In the records below, copy the line that contains "let file = File::create(output).map_err(output_error)?;" and each line after it, word for word, through the last.
-*-*-
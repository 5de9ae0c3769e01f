//! Salvage JSON objects from a damaged export.
//!
//! Candidates are brace-delimited spans with at most one level of nesting.
//! Each one gets two textual repairs before parsing: single quotes become
//! double quotes, and `sqft` unit suffixes after a number are dropped.

use crate::error::IngotError;
use once_cell::sync::Lazy;
use regex::Regex;
use serde_json::Value;
use std::fs::{self, File};
use std::io::{self, BufWriter, Write};
use std::path::Path;

static OBJECT_REGEX: Lazy<Regex> = Lazy::new(|| {
    Regex::new(r"\{(?:[^{}]|\{[^{}]*\})*\}").unwrap()
});

static SQFT_SUFFIX_REGEX: Lazy<Regex> = Lazy::new(|| {
    Regex::new(r"(\d)\s+sqfts?").unwrap()
});

/// Counts reported after a recovery pass
#[derive(Debug, Clone, Copy, Default, PartialEq, Eq)]
pub struct RecoveryReport {
    /// Brace-delimited candidates found in the input
    pub found: usize,
    /// Candidates that parsed after repair and were written out
    pub recovered: usize,
}

/// Every brace-delimited candidate in `text`, in order of appearance
pub fn recover_objects(text: &str) -> Vec<&str> {
    OBJECT_REGEX.find_iter(text).map(|m| m.as_str()).collect()
}

/// Apply the textual repairs and parse. `None` if it still isn't JSON.
pub fn repair_candidate(candidate: &str) -> Option<Value> {
    let fixed = candidate.replace('\'', "\"");
    let fixed = SQFT_SUFFIX_REGEX.replace_all(&fixed, "$1");
    serde_json::from_str(&fixed).ok()
}

/// Recover objects from `text`, writing each as one compact JSON line
pub fn recover<W: Write>(text: &str, out: &mut W) -> io::Result<RecoveryReport> {
    let candidates = recover_objects(text);
    let mut report = RecoveryReport {
        found: candidates.len(),
        recovered: 0,
    };

    for candidate in candidates {
        match repair_candidate(candidate) {
            Some(value) => {
                serde_json::to_writer(&mut *out, &value)?;
                out.write_all(b"\n")?;
                report.recovered += 1;
            }
            None => {
                tracing::trace!(candidate, "candidate not recoverable");
            }
        }
    }

    Ok(report)
}

/// Read `input` lossily as UTF-8 and write recovered objects to `output`
pub fn recover_file(input: &Path, output: &Path) -> Result<RecoveryReport, IngotError> {
    let bytes = fs::read(input).map_err(|source| IngotError::Input {
        path: input.to_path_buf(),
        source,
    })?;
    let text = String::from_utf8_lossy(&bytes);

    let output_error = |source| IngotError::Output {
        path: output.to_path_buf(),
        source,
    };
    let file = File::create(output).map_err(output_error)?;
    let mut writer = BufWriter::new(file);
    let report = recover(&text, &mut writer).map_err(output_error)?;
    writer.flush().map_err(output_error)?;

    tracing::info!(
        found = report.found,
        recovered = report.recovered,
        output = %output.display(),
        "recovery finished"
    );
    Ok(report)
}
-*-*-
■ **TASK RESPONSE**:
    let file = File::create(output).map_err(output_error)?;
    let mut writer = BufWriter::new(file);
    let report = recover(&text, &mut writer).map_err(output_error)?;
    writer.flush().map_err(output_error)?;

    tracing::info!(
        found = report.found,
        recovered = report.recovered,
        output = %output.display(),
        "recovery finished"
    );
    Ok(report)
}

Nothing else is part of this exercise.